Research led by Johns Hopkins
Children's Center scientists has figured out why a
respiratory
syncytial virus vaccine used in 1966 to inoculate children
against the infection instead caused severe
respiratory disease and effectively stopped efforts to make
a better one.
The findings, published online on Dec. 14 in Nature
Medicine, could restart work on effective
killed-virus vaccines not only for RSV but other
respiratory viruses, researchers say. The new findings
also debunk a popular theory that the 1966 vaccine was
ineffective because the formalin used to
inactivate the virus disrupted critical antigens, the
substances that stimulate the production of
protective antibodies.
Instead, researchers said, the problem occurred when
the antibodies created by the vaccine
failed to bind to the real virus after exposure to it,
thereby incapacitating it. Like vaccines against
influenza and polio, the 1966 formalin-inactivated RSV
vaccine produced antibodies, but these turned
out to be defective ones with poor virus-binding
ability.
"We have found the root cause of the problem, and in
doing so we have uncovered clues that will
help us design even safer and more effective vaccines in
the future," said senior investigator Fernando
Polack, an infectious disease specialist at Johns
Hopkins.
More specifically, in a series of experiments, the
research team discovered that the old RSV
vaccine failed to trigger a "signaling" mechanism called
toll-like receptor activation, which helps the
immune system recognize a virus and mount a defense against
it. Toll-like receptor activation is the
first in a cascade of immune system responses that occur
after infection, firing off signals to other
immune cells telling them to produce and release
antibodies.
First, the team compared immune system response in
three groups of mice: those vaccinated
with a placebo, with a weakened form of the RSV virus and
with inactivated or killed-virus vaccines.
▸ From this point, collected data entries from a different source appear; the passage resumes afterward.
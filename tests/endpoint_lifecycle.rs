//! Start/shutdown/exit, side-channel events and endpoint-to-endpoint traffic

use std::sync::Arc;
use std::time::Duration;

use chrono::{DateTime, Utc};
use endpoint_test_support::{drain, init_tracing, next_message, request, wait_for_event};
use serde_json::{Value, json};
use tokio::sync::mpsc;
use turul_json_rpc_endpoint::prelude::*;
use turul_json_rpc_endpoint::ManualClock;

#[tokio::test]
async fn test_shutdown_twice_resolves_completion_once() {
    init_tracing();
    let (io, mut peer) = ChannelTransport::pair(8);
    let endpoint = Endpoint::<()>::builder()
        .on_request("echo", |_ctx, params| async move {
            Ok::<_, HandlerError>(params.map(RequestParams::into_value).unwrap_or(Value::Null))
        })
        .build(io.inbound, io.outbound);
    let completion = endpoint.start(()).unwrap();
    assert!(endpoint.is_started());
    assert!(!completion.is_complete());

    peer.send(request(1, "echo", json!([1]))).await.unwrap();
    next_message(&mut peer).await.unwrap();

    let (first, second) = tokio::join!(endpoint.shutdown(), endpoint.shutdown());
    assert_eq!(first, ShutdownStatus::Completed);
    assert_eq!(second, ShutdownStatus::Completed);
    assert_eq!(endpoint.shutdown().await, ShutdownStatus::Completed);
    assert_eq!(completion.wait().await, ShutdownStatus::Completed);
    assert_eq!(completion.clone().wait().await, ShutdownStatus::Completed);
    endpoint.exit().await;

    // Outbound closed: the peer sees the end of the stream and sends fail
    assert!(peer.recv().await.is_none());
    assert!(matches!(
        endpoint.send_notification("late", Value::Null).await,
        Err(EndpointError::TransportClosed)
    ));
    assert!(matches!(
        endpoint.send_request("late", Value::Null).await,
        Err(EndpointError::TransportClosed)
    ));
    assert_eq!(endpoint.pending_count(), 0);
}

#[tokio::test]
async fn test_shutdown_drains_work_already_pulled() {
    let (io, mut peer) = ChannelTransport::pair(8);
    let endpoint = Endpoint::<()>::builder()
        .parallelism(2)
        .on_request("slow", |_ctx, _params| async move {
            tokio::time::sleep(Duration::from_millis(50)).await;
            Ok::<_, HandlerError>(json!("done"))
        })
        .build(io.inbound, io.outbound);
    let completion = endpoint.start(()).unwrap();

    peer.send(request(1, "slow", Value::Null)).await.unwrap();
    peer.send(request(2, "slow", Value::Null)).await.unwrap();
    tokio::time::sleep(Duration::from_millis(10)).await;

    assert_eq!(endpoint.shutdown().await, ShutdownStatus::Completed);
    let replies = drain(&mut peer).await;
    let ids: Vec<_> = replies.iter().filter_map(|m| m.id().cloned()).collect();
    assert_eq!(ids, vec![RequestId::Number(1), RequestId::Number(2)]);
    assert!(completion.is_complete());
}

#[tokio::test]
async fn test_shutdown_times_out_on_stuck_handlers() {
    let (io, mut peer) = ChannelTransport::pair(8);
    let endpoint = Endpoint::<()>::builder()
        .shutdown_timeout(Duration::from_millis(50))
        .on_request("stuck", |_ctx, _params| async move {
            futures::future::pending::<()>().await;
            Ok::<_, HandlerError>(Value::Null)
        })
        .build(io.inbound, io.outbound);
    let completion = endpoint.start(()).unwrap();

    peer.send(request(1, "stuck", Value::Null)).await.unwrap();
    tokio::time::sleep(Duration::from_millis(10)).await;

    assert_eq!(endpoint.shutdown().await, ShutdownStatus::TimedOut);
    assert_eq!(completion.wait().await, ShutdownStatus::TimedOut);
    assert_eq!(endpoint.shutdown().await, ShutdownStatus::TimedOut);
    assert!(peer.recv().await.is_none());
}

#[tokio::test]
async fn test_transport_close_completes_the_endpoint() {
    let (io, peer) = ChannelTransport::pair(8);
    let endpoint = Endpoint::<()>::builder().build(io.inbound, io.outbound);
    let completion = endpoint.start(()).unwrap();

    drop(peer);
    assert_eq!(completion.wait().await, ShutdownStatus::Completed);
    endpoint.exit().await;
    assert_eq!(endpoint.shutdown().await, ShutdownStatus::Completed);
}

#[tokio::test]
async fn test_exit_before_start_returns_immediately() {
    let (io, _peer) = ChannelTransport::pair(8);
    let endpoint = Endpoint::<()>::builder().build(io.inbound, io.outbound);
    tokio::time::timeout(Duration::from_millis(100), endpoint.exit())
        .await
        .unwrap();
    assert!(!endpoint.is_started());
}

#[tokio::test]
async fn test_trace_events_measure_latency_with_the_injected_clock() {
    let start: DateTime<Utc> = "2025-01-01T00:00:00Z".parse().unwrap();
    let clock = Arc::new(ManualClock::new(start));
    let (io, _peer) = ChannelTransport::pair(8);
    let endpoint = Endpoint::<()>::builder()
        .trace(true)
        .clock(clock.clone())
        .build(io.inbound, io.outbound);
    let mut events = endpoint.subscribe();

    let handle = endpoint
        .send_request("measure", json!({"n": 1}))
        .await
        .unwrap();
    assert_eq!(handle.started_at(), start);

    clock.advance(chrono::Duration::milliseconds(250));
    endpoint.receive_response(IncomingResponse::error(
        handle.id().clone(),
        JsonRpcErrorObject::application(7, "nope", None),
    ));

    match wait_for_event(&mut events, |e| matches!(e, EndpointEvent::Trace(TraceEvent::SendRequest { .. })))
        .await
        .unwrap()
    {
        EndpointEvent::Trace(TraceEvent::SendRequest { method, at, .. }) => {
            assert_eq!(method, "measure");
            assert_eq!(at, start);
        }
        other => panic!("unexpected event {other:?}"),
    }
    match wait_for_event(&mut events, |e| {
        matches!(e, EndpointEvent::Trace(TraceEvent::ReceiveResponse { .. }))
    })
    .await
    .unwrap()
    {
        EndpointEvent::Trace(TraceEvent::ReceiveResponse {
            latency_ms, error, ..
        }) => {
            assert_eq!(latency_ms, 250);
            assert_eq!(error.map(|e| e.code), Some(7));
        }
        other => panic!("unexpected event {other:?}"),
    }
}

#[tokio::test]
async fn test_log_reaches_subscribers() {
    let (io, _peer) = ChannelTransport::pair(8);
    let endpoint = Endpoint::<()>::builder().build(io.inbound, io.outbound);
    let mut events = endpoint.subscribe();

    endpoint.log(LogLevel::Warn, "disk almost full", Some("93% used".into()));
    match events.recv().await.unwrap() {
        EndpointEvent::Log(log) => {
            assert_eq!(log.level, LogLevel::Warn);
            assert_eq!(log.message, "disk almost full");
            assert_eq!(log.error.as_deref(), Some("93% used"));
        }
        other => panic!("unexpected event {other:?}"),
    }
}

/// Context for the "editor" side: collects notifications from the "server"
struct Editor {
    notes: mpsc::UnboundedSender<String>,
}

#[tokio::test]
async fn test_two_endpoints_talk_in_both_directions() {
    let (left, right) = ChannelTransport::connected(16);
    let (notes_tx, mut notes_rx) = mpsc::unbounded_channel();

    let server = Endpoint::<()>::builder()
        .on_request("upper", |_ctx, params| async move {
            let text: Vec<String> = params
                .ok_or_else(|| HandlerError::invalid_params("expected [text]"))?
                .parse()?;
            Ok::<_, HandlerError>(json!(text.concat().to_uppercase()))
        })
        .build(left.inbound, left.outbound);

    let editor = Endpoint::<Editor>::builder()
        .on_request("workspace/name", |_ctx, _params| async move {
            Ok::<_, HandlerError>(json!("demo"))
        })
        .on_notification("window/note", |editor: Arc<Editor>, params| async move {
            let note = params
                .and_then(|p| p.get("text").and_then(Value::as_str).map(str::to_string))
                .unwrap_or_default();
            let _ = editor.notes.send(note);
            Ok::<_, HandlerError>(())
        })
        .build(right.inbound, right.outbound);

    let server_done = server.start(()).unwrap();
    let editor_done = editor.start(Editor { notes: notes_tx }).unwrap();

    let upper = editor.send_request("upper", json!(["a", "b"])).await.unwrap();
    let name = server.send_request("workspace/name", Value::Null).await.unwrap();
    server
        .send_notification("window/note", json!({"text": "ready"}))
        .await
        .unwrap();

    assert_eq!(upper.await, RequestOutcome::Result(json!("AB")));
    assert_eq!(name.await, RequestOutcome::Result(json!("demo")));
    assert_eq!(notes_rx.recv().await.as_deref(), Some("ready"));

    let missing = editor.send_request("nope", Value::Null).await.unwrap();
    match missing.await {
        RequestOutcome::Error(error) => assert_eq!(error.code, METHOD_NOT_FOUND),
        other => panic!("unexpected outcome {other:?}"),
    }

    // Closing one side ends the other's inbound stream
    assert_eq!(editor.shutdown().await, ShutdownStatus::Completed);
    assert_eq!(server_done.wait().await, ShutdownStatus::Completed);
    assert_eq!(editor_done.wait().await, ShutdownStatus::Completed);
}
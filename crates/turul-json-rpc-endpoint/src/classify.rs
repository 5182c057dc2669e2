//! Structural classification of decoded inbound messages.
//!
//! Every inbound value is mapped onto exactly one [`InboundMessage`] before any
//! dispatch happens. Classification is total: malformed input becomes
//! [`InboundMessage::ParseError`] or [`InboundMessage::InvalidRequest`], never a panic.

use serde::{Deserialize, Deserializer};
use serde_json::Value;

use crate::error::{JsonRpcErrorObject, TransportError};
use crate::notification::JsonRpcNotification;
use crate::request::{JsonRpcRequest, RequestParams};
use crate::types::RequestId;

/// Fieldless discriminant of [`InboundMessage`]
#[derive(Debug, Clone, Copy, PartialEq, Eq, Hash)]
pub enum MessageKind {
    Request,
    Notification,
    ResponseResult,
    ResponseError,
    ParseError,
    InvalidRequest,
}

/// A classified inbound message
#[derive(Debug, Clone, PartialEq)]
pub enum InboundMessage {
    Request(JsonRpcRequest),
    Notification(JsonRpcNotification),
    ResponseResult {
        id: RequestId,
        result: Value,
    },
    ResponseError {
        id: RequestId,
        error: JsonRpcErrorObject,
    },
    /// The transport could not decode the input at all
    ParseError { reason: String },
    /// Decoded but structurally invalid. `id` is only kept for request-shaped
    /// input, where a correlated error reply is possible.
    InvalidRequest {
        id: Option<RequestId>,
        reason: String,
    },
}

impl InboundMessage {
    pub fn kind(&self) -> MessageKind {
        match self {
            InboundMessage::Request(_) => MessageKind::Request,
            InboundMessage::Notification(_) => MessageKind::Notification,
            InboundMessage::ResponseResult { .. } => MessageKind::ResponseResult,
            InboundMessage::ResponseError { .. } => MessageKind::ResponseError,
            InboundMessage::ParseError { .. } => MessageKind::ParseError,
            InboundMessage::InvalidRequest { .. } => MessageKind::InvalidRequest,
        }
    }

    pub fn is_response(&self) -> bool {
        matches!(
            self,
            InboundMessage::ResponseResult { .. } | InboundMessage::ResponseError { .. }
        )
    }

    pub fn id(&self) -> Option<&RequestId> {
        match self {
            InboundMessage::Request(req) => Some(&req.id),
            InboundMessage::ResponseResult { id, .. } | InboundMessage::ResponseError { id, .. } => {
                Some(id)
            }
            InboundMessage::InvalidRequest { id, .. } => id.as_ref(),
            InboundMessage::Notification(_) | InboundMessage::ParseError { .. } => None,
        }
    }

    fn invalid(id: Option<RequestId>, reason: impl Into<String>) -> Self {
        InboundMessage::InvalidRequest {
            id,
            reason: reason.into(),
        }
    }
}

/// Envelope used for structural validation. Every member is optional so that
/// deserializing any JSON object succeeds; the rules run on what is present.
#[derive(Debug, Default, Deserialize)]
struct Envelope {
    #[serde(default)]
    jsonrpc: Option<Value>,
    #[serde(default)]
    id: Option<Value>,
    #[serde(default)]
    method: Option<Value>,
    #[serde(default)]
    params: Option<Value>,
    // `"result": null` is a valid success, so presence is tracked separately from null
    #[serde(default, deserialize_with = "present")]
    result: Option<Value>,
    #[serde(default)]
    error: Option<Value>,
}

fn present<'de, D>(deserializer: D) -> Result<Option<Value>, D::Error>
where
    D: Deserializer<'de>,
{
    Value::deserialize(deserializer).map(Some)
}

/// Classify an item produced by the inbound transport
pub fn classify(raw: Result<Value, TransportError>) -> InboundMessage {
    match raw {
        Ok(value) => classify_value(value),
        Err(error) => InboundMessage::ParseError {
            reason: error.to_string(),
        },
    }
}

/// Classify a JSON string; decode failures become [`InboundMessage::ParseError`]
pub fn classify_str(input: &str) -> InboundMessage {
    classify(serde_json::from_str::<Value>(input).map_err(TransportError::from))
}

/// Classify an already-decoded JSON value
pub fn classify_value(value: Value) -> InboundMessage {
    if value.is_array() {
        return InboundMessage::invalid(None, "batch messages are not supported");
    }
    if !value.is_object() {
        return InboundMessage::invalid(None, "message is not a JSON object");
    }

    let envelope = match Envelope::deserialize(value) {
        Ok(envelope) => envelope,
        Err(error) => return InboundMessage::invalid(None, error.to_string()),
    };

    let has_method = envelope.method.is_some();

    let id = match envelope.id.as_ref() {
        None => None,
        Some(raw_id) => match RequestId::from_value(raw_id) {
            Some(id) => Some(id),
            None => {
                return InboundMessage::invalid(
                    None,
                    format!("id must be a string or an integer, got {}", raw_id),
                );
            }
        },
    };

    // Only request-shaped input gets a correlated reply; answering a broken
    // response would just bounce errors between the peers.
    let reply_id = if has_method { id.clone() } else { None };

    match envelope.jsonrpc.as_ref() {
        None => {}
        Some(Value::String(version)) if version == crate::JSONRPC_VERSION => {}
        Some(other) => {
            return InboundMessage::invalid(reply_id, format!("unsupported jsonrpc version {}", other));
        }
    }

    let method = match envelope.method {
        None => None,
        Some(Value::String(method)) => Some(method),
        Some(other) => {
            return InboundMessage::invalid(reply_id, format!("method must be a string, got {}", other));
        }
    };

    match (id, method) {
        (Some(id), Some(method)) => match params(envelope.params) {
            Ok(params) => InboundMessage::Request(JsonRpcRequest::new(id, method, params)),
            Err(reason) => InboundMessage::invalid(Some(id), reason),
        },
        (None, Some(method)) => match params(envelope.params) {
            Ok(params) => InboundMessage::Notification(JsonRpcNotification::new(method, params)),
            Err(reason) => InboundMessage::invalid(None, reason),
        },
        (Some(id), None) => match (envelope.result, envelope.error) {
            (Some(result), None) => InboundMessage::ResponseResult { id, result },
            (None, Some(error)) => match serde_json::from_value::<JsonRpcErrorObject>(error) {
                Ok(error) => InboundMessage::ResponseError { id, error },
                Err(e) => InboundMessage::invalid(None, format!("malformed error object: {}", e)),
            },
            (Some(_), Some(_)) => {
                InboundMessage::invalid(None, "response carries both result and error")
            }
            (None, None) => InboundMessage::invalid(None, "response carries neither result nor error"),
        },
        (None, None) => InboundMessage::invalid(None, "message has neither id nor method"),
    }
}

fn params(raw: Option<Value>) -> Result<Option<RequestParams>, String> {
    match raw {
        None | Some(Value::Null) => Ok(None),
        Some(value) => RequestParams::from_value(value)
            .map(Some)
            .ok_or_else(|| "params must be an array or an object".to_string()),
    }
}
Researchers found that in the last group, the toll-like
receptor activation was weak and led to the
production of defective antibodies.
Next, they infused the vaccine with a substance that
stimulates toll-like receptor activation to
see if it would create antibodies better equipped to bind
to and neutralize the virus. Indeed, mice
vaccinated with the toll-like receptor stimulating form of
the inactivated vaccine produced antibodies
with better binding and virus-neutralizing ability. Mice
immunized with this form of the vaccine had
milder symptoms and less inflammation in the bronchi and
the lungs when infected with the real RSV.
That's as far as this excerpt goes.